What the writer who wrote the words that brought me to this conclusion did not say is – “You know you are a good writer if you can’t help but write. You know your worth and value as someone with a voice and something to say if you can’t help but write words.” And too often I believe that is what we are looking for through the medium that has chosen us. We look at the things we do and wait for it to tell us how worthy we are, how good we are, how deserving we are… and the rub is, if you ever do achieve the accolade and your work ever does tell you you are great, worthy, deserving, it will certainly turn around and stab you in the back at the next turn with your failure to follow up your great success with another one.writer quote

I am a writer. These four words do not sum up my entirety, they do not create value or worth for me – these words are merely a description of a fact. I do write. I write and write and write and write and write. These four words say nothing of what I actually have to say. Because being a writer and having something to say are two very different things.

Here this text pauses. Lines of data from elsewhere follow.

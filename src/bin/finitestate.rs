//! Finite State CLI binary.
//!
//! A command-line interface for the Finite State platform API.

use std::process::ExitCode;
use std::time::Duration;

use clap::Parser;
use finitestate::cli::{Cli, Command, Credentials, Entity, PollArgs, UploadTargetArgs};
use finitestate::output::{
    ArtifactRow, AssetRow, AssetVersionRow, ComponentRow, FindingRow, NamedRow, ProductRow,
    SbomMatchRow,
};
use finitestate::{
    count_findings, create_new_asset_version_and_upload_binary,
    create_new_asset_version_and_upload_test_results, download_asset_version_report,
    download_product_report, download_sbom, get_findings, search_sbom, update_finding_statuses,
    Artifact, ArtifactQuery, Asset, AssetQuery, AssetVersion, AssetVersionQuery, AuthClient,
    BusinessUnit, ComponentQuery, FindingQuery, FindingStatusUpdate, FiniteStateClient,
    FiniteStateError, List, NewAssetVersion, Organization, PollPolicy, Product, ProductQuery,
    SbomSearch, SearchMethod, SoftwareComponent, TestType, TokenCache, User,
};
use serde::Serialize;
use tabled::{Table, Tabled};
use tracing::Level;

#[tokio::main]
async fn main() -> ExitCode {
    let cli = Cli::parse();

    tracing_subscriber::fmt()
        .with_writer(std::io::stderr)
        .with_max_level(if cli.verbose { Level::DEBUG } else { Level::WARN })
        .init();

    match run(cli).await {
        Ok(()) => ExitCode::SUCCESS,
        Err(e) => {
            eprintln!("Error: {e}");
            if matches!(e, FiniteStateError::ConfigMissing(_)) {
                eprintln!("Hint: Set CLIENT_ID, CLIENT_SECRET and ORGANIZATION_CONTEXT");
            }
            ExitCode::FAILURE
        }
    }
}

async fn run(cli: Cli) -> finitestate::Result<()> {
    let token = fetch_token(&cli.credentials).await?;
    let config = cli.credentials.to_config()?;
    let client = FiniteStateClient::from_config(&config, &token)?;

    match cli.command {
        Command::Token => {
            println!("{token}");
            Ok(())
        }
        Command::List {
            entity,
            asset_version,
            asset,
            business_unit,
        } => handle_list(&client, entity, asset_version, asset, business_unit, cli.json).await,
        Command::Findings {
            asset_version,
            categories,
            status,
            severity,
            limit,
            count,
        } => {
            let query = FindingQuery {
                asset_version_id: asset_version,
                categories,
                status,
                severity,
                limit,
                ..Default::default()
            };
            if count {
                println!("{}", count_findings(&client, &query).await?);
                return Ok(());
            }
            let findings = get_findings(&client, &query).await?;
            output_list(&findings, cli.json, |item| FindingRow::from(item))
        }
        Command::SearchSbom {
            name,
            version,
            asset_version,
            contains,
            case_sensitive,
        } => {
            let search = SbomSearch {
                name,
                version,
                asset_version_id: asset_version,
                method: if contains {
                    SearchMethod::Contains
                } else {
                    SearchMethod::Exact
                },
                case_sensitive,
            };
            let matches = search_sbom(&client, &search).await?;
            output_list(&matches, cli.json, |item| SbomMatchRow::from(item))
        }
        Command::DownloadReport {
            target,
            report_type,
            subtype,
            output,
            poll,
        } => {
            let policy = poll_policy(&poll);
            let bytes = match (target.asset_version, target.product) {
                (Some(id), _) => {
                    download_asset_version_report(&client, &id, report_type, subtype, &output, &policy)
                        .await?
                }
                (None, Some(id)) => {
                    download_product_report(&client, &id, report_type, subtype, &output, &policy)
                        .await?
                }
                (None, None) => {
                    return Err(FiniteStateError::Validation(
                        "--asset-version or --product is required".to_string(),
                    ))
                }
            };
            eprintln!("Wrote {bytes} bytes to {}", output.display());
            Ok(())
        }
        Command::DownloadSbom {
            asset_version,
            sbom_type,
            subtype,
            output,
            poll,
        } => {
            let policy = poll_policy(&poll);
            let bytes =
                download_sbom(&client, sbom_type, subtype, &asset_version, &output, &policy).await?;
            eprintln!("Wrote {bytes} bytes to {}", output.display());
            Ok(())
        }
        Command::UploadBinary {
            target,
            file,
            chunk_size,
            quick_scan,
        } => {
            let key = create_new_asset_version_and_upload_binary(
                &client,
                &new_asset_version(target),
                &file,
                chunk_size,
                quick_scan,
            )
            .await?;
            println!("{key}");
            Ok(())
        }
        Command::UploadResults {
            target,
            file,
            test_type,
        } => {
            let key = create_new_asset_version_and_upload_test_results(
                &client,
                &new_asset_version(target),
                &TestType::from(test_type.as_str()),
                &file,
            )
            .await?;
            println!("{key}");
            Ok(())
        }
        Command::UpdateFindings {
            ids,
            user,
            status,
            justification,
            response,
            comment,
        } => {
            let update = FindingStatusUpdate {
                user_id: user,
                finding_ids: ids,
                status,
                justification,
                response,
                comment,
            };
            let updated = update_finding_statuses(&client, &update).await?;
            if cli.json {
                println!("{}", serde_json::to_string_pretty(&updated)?);
            } else {
                println!("Updated {} findings", updated.len());
            }
            Ok(())
        }
    }
}

async fn fetch_token(credentials: &Credentials) -> finitestate::Result<String> {
    let config = credentials.to_config()?;
    let auth = AuthClient::new(&config)?;
    if credentials.no_cache {
        return auth.request_token().await;
    }
    let mut cache = TokenCache::new(&config.organization_context, Some(&config.client_id));
    cache.get_token(&auth).await
}

async fn handle_list(
    client: &FiniteStateClient,
    entity: Entity,
    asset_version: Option<String>,
    asset: Option<String>,
    business_unit: Option<String>,
    json: bool,
) -> finitestate::Result<()> {
    match entity {
        Entity::Asset => {
            let query = AssetQuery {
                business_unit_id: business_unit,
                ..Default::default()
            };
            let assets = Asset::list_all(client, &query).await?;
            output_list(&assets, json, |item| AssetRow::from(item))
        }
        Entity::AssetVersion => {
            let query = AssetVersionQuery {
                asset_id: asset,
                business_unit_id: business_unit,
                ..Default::default()
            };
            let versions = AssetVersion::list_all(client, &query).await?;
            output_list(&versions, json, |item| AssetVersionRow::from(item))
        }
        Entity::Artifact => {
            let query = ArtifactQuery {
                business_unit_id: business_unit,
                ..Default::default()
            };
            let artifacts = Artifact::list_all(client, &query).await?;
            output_list(&artifacts, json, |item| ArtifactRow::from(item))
        }
        Entity::Product => {
            let query = ProductQuery {
                business_unit_id: business_unit,
                ..Default::default()
            };
            let products = Product::list_all(client, &query).await?;
            output_list(&products, json, |item| ProductRow::from(item))
        }
        Entity::BusinessUnit => {
            let units = BusinessUnit::list_all(client, &()).await?;
            output_list(&units, json, |item| NamedRow::from(item))
        }
        Entity::User => {
            let users = User::list_all(client, &()).await?;
            output_list(&users, json, |item| NamedRow::from(item))
        }
        Entity::Organization => {
            let orgs = Organization::list_all(client, &()).await?;
            output_list(&orgs, json, |item| NamedRow::from(item))
        }
        Entity::Component => {
            let query = ComponentQuery {
                asset_version_id: asset_version,
                ..Default::default()
            };
            let components = SoftwareComponent::list_all(client, &query).await?;
            output_list(&components, json, |item| ComponentRow::from(item))
        }
    }
}

fn output_list<T, R, F>(items: &[T], json: bool, to_row: F) -> finitestate::Result<()>
where
    T: Serialize,
    R: Tabled,
    F: Fn(&T) -> R,
{
    if json {
        println!("{}", serde_json::to_string_pretty(items)?);
    } else {
        let rows: Vec<R> = items.iter().map(to_row).collect();
        println!("{}", Table::new(rows));
        println!("\n{} items", items.len());
    }
    Ok(())
}

fn poll_policy(args: &PollArgs) -> PollPolicy {
    PollPolicy::every(Duration::from_secs(args.poll_interval))
        .with_max_duration(Duration::from_secs(args.timeout))
}

fn new_asset_version(target: UploadTargetArgs) -> NewAssetVersion {
    NewAssetVersion {
        business_unit_id: target.business_unit,
        created_by_user_id: target.created_by,
        product_id: target.product,
        artifact_description: target.artifact_description,
        ..NewAssetVersion::new(target.asset, target.version)
    }
}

I am a writer. I am a worship leader. I am a wife. I am a mother. I am a singer/songwriter. I am a sister. I am a friend. I am a daughter.

None of these statements clarify nuance or meaning or worth. They simply are. As long as I look to these things that are true about me to speak the Truth to me, to define my value, my worth, my deservedness, that is how long I will feel like a worthless failure. The things I do can never tell me my worth, yet isn’t that what we witness? Throngs of humanity, seeking affirmation through their doing?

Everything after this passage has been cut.